The protectionism boogeyman

In a thoughtful column in yesterday’s Financial Times, Gideon Rachman laments the collapse of the Davos Consensus on globalization by noting that the two most important speeches made last week were President Obama’s State of the Union address and a campaign speech by leading French presidential candidate Francois Hollande rather than any of the forgettable ...

In a thoughtful column in yesterday's Financial Times, Gideon Rachman laments the collapse of the Davos Consensus on globalization by noting that the two most important speeches made last week were President Obama's State of the Union address and a campaign speech by leading French presidential candidate Francois Hollande rather than any of the forgettable mumblings in Davos.

In a thoughtful column in yesterday’s Financial Times, Gideon Rachman laments the collapse of the Davos Consensus on globalization by noting that the two most important speeches made last week were President Obama’s State of the Union address and a campaign speech by leading French presidential candidate Francois Hollande rather than any of the forgettable mumblings in Davos.

The problem that all three parties were addressing is that of high unemployment, falling living standards, and lost wealth in the western world in the context of globalization. Former EU Trade Commissioner Peter Mandelson spoke for the Davos consensus when he said that the job of politicians is to convince the public that globalization is good even when it is blamed for rising unemployment and falling living standards.

In contrast, Obama and Hollande spoke of improving the lot of the middle class, broadening the social safety net, asking the rich to pay their fair share in taxes, better regulating and constraining the financial industry, repatriating manufacturing and reindustrializing their domestic economies, and better enforcing the rules of the World Trade Organization and of other free trade agreements.  Hollande even spoke of "reasserting the sovereignty of the Republic", presumably against that of the mostly undemocratic multi-national institutions.

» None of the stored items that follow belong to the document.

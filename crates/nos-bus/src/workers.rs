//! # Inbound Workers
//!
//! Two accept loops per engine:
//!
//! - **pull**: remote peers push event records; each one is re-dispatched
//!   and nothing is sent back;
//! - **reply**: remote peers send a handshake or an event record and wait
//!   for exactly one reply record.
//!
//! Each accepted connection is served on its own thread, at most
//! `max_connections` per endpoint. Reads time out every `recv_timeout` so
//! the threads notice engine shutdown; the accept loop joins them before it
//! exits.

use crate::codec;
use crate::engine::EventEngine;
use crate::error::TransportError;
use crate::transport::{decode_line, write_record};
use nos_types::EventKind;
use std::io::{self, BufRead, BufReader, ErrorKind};
use std::net::{SocketAddr, TcpListener, TcpStream};
use std::sync::Arc;
use std::thread::{self, JoinHandle};
use std::time::Duration;
use tracing::{debug, info, warn};

const ACCEPT_POLL: Duration = Duration::from_millis(50);

/// Bind a nonblocking listener on `addr`.
pub(crate) fn bind(addr: &str) -> Result<TcpListener, TransportError> {
    let listener = TcpListener::bind(addr).map_err(|source| TransportError::Connect {
        addr: addr.to_string(),
        source,
    })?;
    listener.set_nonblocking(true)?;
    Ok(listener)
}

#[derive(Debug, Clone, Copy)]
enum Channel {
    Pull,
    Reply,
}

impl Channel {
    fn label(self) -> &'static str {
        match self {
            Channel::Pull => "pull",
            Channel::Reply => "reply",
        }
    }
}

pub(crate) fn spawn_pull<K: EventKind>(
    engine: Arc<EventEngine<K>>,
    listener: TcpListener,
) -> io::Result<JoinHandle<()>> {
    spawn_acceptor(engine, listener, Channel::Pull)
}

pub(crate) fn spawn_reply<K: EventKind>(
    engine: Arc<EventEngine<K>>,
    listener: TcpListener,
) -> io::Result<JoinHandle<()>> {
    spawn_acceptor(engine, listener, Channel::Reply)
}

fn spawn_acceptor<K: EventKind>(
    engine: Arc<EventEngine<K>>,
    listener: TcpListener,
    channel: Channel,
) -> io::Result<JoinHandle<()>> {
    let local = listener.local_addr()?;
    thread::Builder::new()
        .name(format!("{}-{}", K::CLASS.tag(), channel.label()))
        .spawn(move || {
            info!("[{}] {} endpoint listening on {}", K::CLASS.tag(), channel.label(), local);
            let mut connections: Vec<JoinHandle<()>> = Vec::new();
            while engine.is_running() {
                match listener.accept() {
                    Ok((stream, peer)) => {
                        connections.retain(|c| !c.is_finished());
                        let limit = engine.config().max_connections;
                        if connections.len() >= limit {
                            warn!(
                                "[{}] {} endpoint at {} connections, refusing {}",
                                K::CLASS.tag(),
                                channel.label(),
                                limit,
                                peer
                            );
                            drop(stream);
                            continue;
                        }
                        let worker = Arc::clone(&engine);
                        let spawned = thread::Builder::new()
                            .name(format!("{}-{}-conn", K::CLASS.tag(), channel.label()))
                            .spawn(move || serve(&worker, stream, peer, channel));
                        match spawned {
                            Ok(handle) => connections.push(handle),
                            Err(e) => warn!("[{}] Cannot serve {}: {}", K::CLASS.tag(), peer, e),
                        }
                    }
                    Err(e) if e.kind() == ErrorKind::WouldBlock => thread::sleep(ACCEPT_POLL),
                    Err(e) => {
                        warn!("[{}] {} accept failed: {}", K::CLASS.tag(), channel.label(), e);
                        thread::sleep(ACCEPT_POLL);
                    }
                }
            }
            // Connection threads stop at their next read timeout.
            for handle in connections {
                let _ = handle.join();
            }
            debug!("[{}] {} endpoint closed", K::CLASS.tag(), channel.label());
        })
}

/// Reads newline-terminated records, keeping partial lines across read
/// timeouts. Bytes are only decoded once the line is complete.
struct RecordReader {
    reader: BufReader<TcpStream>,
    pending: Vec<u8>,
}

#[derive(Debug, PartialEq)]
enum Read {
    Record(String),
    Malformed,
    Idle,
    Closed,
}

impl RecordReader {
    fn new(stream: TcpStream) -> Self {
        Self {
            reader: BufReader::new(stream),
            pending: Vec::new(),
        }
    }

    fn next(&mut self) -> io::Result<Read> {
        match self.reader.read_until(b'\n', &mut self.pending) {
            Ok(0) => Ok(Read::Closed),
            Ok(_) if self.pending.ends_with(b"\n") => {
                let line = std::mem::take(&mut self.pending);
                Ok(decode_line(line).map_or(Read::Malformed, Read::Record))
            }
            // EOF in the middle of a record.
            Ok(_) => Ok(Read::Closed),
            Err(e) if matches!(e.kind(), ErrorKind::WouldBlock | ErrorKind::TimedOut) => {
                Ok(Read::Idle)
            }
            Err(e) => Err(e),
        }
    }
}

fn serve<K: EventKind>(engine: &EventEngine<K>, stream: TcpStream, peer: SocketAddr, channel: Channel) {
    let setup = stream
        .set_nonblocking(false)
        .and_then(|()| stream.set_read_timeout(Some(engine.config().recv_timeout)))
        .and_then(|()| stream.try_clone());
    let mut writer = match setup {
        Ok(writer) => writer,
        Err(e) => {
            warn!("[{}] Cannot configure connection from {}: {}", K::CLASS.tag(), peer, e);
            return;
        }
    };
    debug!("[{}] {} connection from {}", K::CLASS.tag(), channel.label(), peer);

    let mut reader = RecordReader::new(stream);
    while engine.is_running() {
        let line = match reader.next() {
            Ok(Read::Record(line)) => line,
            Ok(Read::Idle) => continue,
            Ok(Read::Closed) => break,
            Ok(Read::Malformed) => {
                debug!("[{}] Dropping non-UTF-8 record from {}", K::CLASS.tag(), peer);
                if let Channel::Reply = channel {
                    if write_record(&mut writer, &codec::encode_failure()).is_err() {
                        break;
                    }
                }
                continue;
            }
            Err(e) => {
                debug!("[{}] Read from {} failed: {}", K::CLASS.tag(), peer, e);
                break;
            }
        };
        if line.trim().is_empty() {
            continue;
        }

        match channel {
            Channel::Pull => handle_pull(engine, &line),
            Channel::Reply => {
                let reply = handle_request(engine, &line);
                if let Err(e) = write_record(&mut writer, &reply) {
                    debug!("[{}] Reply to {} failed: {}", K::CLASS.tag(), peer, e);
                    break;
                }
            }
        }
    }
    debug!("[{}] {} connection from {} closed", K::CLASS.tag(), channel.label(), peer);
}

/// Re-dispatch a pushed record. Malformed records are dropped.
pub(crate) fn handle_pull<K: EventKind>(engine: &EventEngine<K>, line: &str) {
    let record = match codec::decode_event::<K>(line) {
        Ok(record) => record,
        Err(e) => {
            debug!("[{}] Dropping pushed record: {}", K::CLASS.tag(), e);
            return;
        }
    };
    let (publisher, event) = (record.publisher, record.event);
    if let Err(e) = engine.raise(publisher, event, record.payload) {
        debug!(publisher, event = %event, "[{}] Pushed record not dispatched: {}", K::CLASS.tag(), e);
    }
}

/// Answer one record received on the reply channel.
pub(crate) fn handle_request<K: EventKind>(engine: &EventEngine<K>, line: &str) -> String {
    if codec::is_handshake(line) {
        let accepted = codec::decode_handshake(line)
            .map_err(|e| {
                warn!("[{}] Handshake rejected: {}", K::CLASS.tag(), e);
                e
            })
            .and_then(|hs| engine.handshake(&hs))
            .is_ok();
        return codec::encode_handshake_reply(accepted);
    }

    let record = match codec::decode_event::<K>(line) {
        Ok(record) => record,
        Err(e) => {
            debug!("[{}] Dropping request record: {}", K::CLASS.tag(), e);
            return codec::encode_failure();
        }
    };
    let (publisher, event) = (record.publisher, record.event);
    match engine.dispatch_record(record) {
        Ok((ret, payload)) => codec::encode_reply(publisher, event, Some(&payload), ret)
            .unwrap_or_else(|e| {
                warn!("[{}] Cannot encode reply for {}: {}", K::CLASS.tag(), event, e);
                codec::encode_failure()
            }),
        Err(e) => {
            debug!(publisher, event = %event, "[{}] Request not dispatched: {}", K::CLASS.tag(), e);
            codec::encode_reply::<K>(publisher, event, None, e.code())
                .unwrap_or_else(|_| codec::encode_failure())
        }
    }
}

Thus, while the solution of the global establishment as represented by the apostles of Davos is more of the same globalization that has contributed greatly to the present crisis and western misery, that of the leading candidates in the two most important western elections this year is to question some of the key tenets of globalization.

Now here is a key point. As reasonable as it may sound to question something that appears not to be working, Rachman, speaking for the establishment, warns that Obama and Hollande’s proposals implicitly protectionist and thus dangerous. So once again the bogeyman of "protectionism" is rolled out to prevent any questioning of or change in the status quo conventional wisdom that free trade and globalization are always and everywhere a win-win proposition that inevitably maximizes wealth creation and welfare.

There are a number of problems with this somewhat knee jerk orthodox establishment reaction. For one thing, it’s not at all clear why trying to enforce trade laws and globalization agreements is protectionist. It has become a kind of Pavlovian dog reaction on the part of the establishment media to label as protectionist any U.S. or other western concern for enforcement of trade rules while overlooking chronic rules infractions by a wide variety of global players. If Obama speaks of enforcement of the rules, he’s labeled a dangerous protectionist, while no editorials or columns mention the conditioning of market access on technology and production transfer that is practiced by many countries, that is in violation of WTO rules, and that gives rise to Obama’s call for rules enforcement.

Everyone seems to agree that free trade requires rules, otherwise they would not engage in the long hours of negotiation necessary to establish the rules. If all agree that the rules are necessary, how can it be protectionist to call for their enforcement? We must remember that non-compliance with the rules is usually much more protectionist than any enforcement effort. Indeed, I would argue that strict enforcement is far more supportive of free trade than looking at infractions with a blind eye.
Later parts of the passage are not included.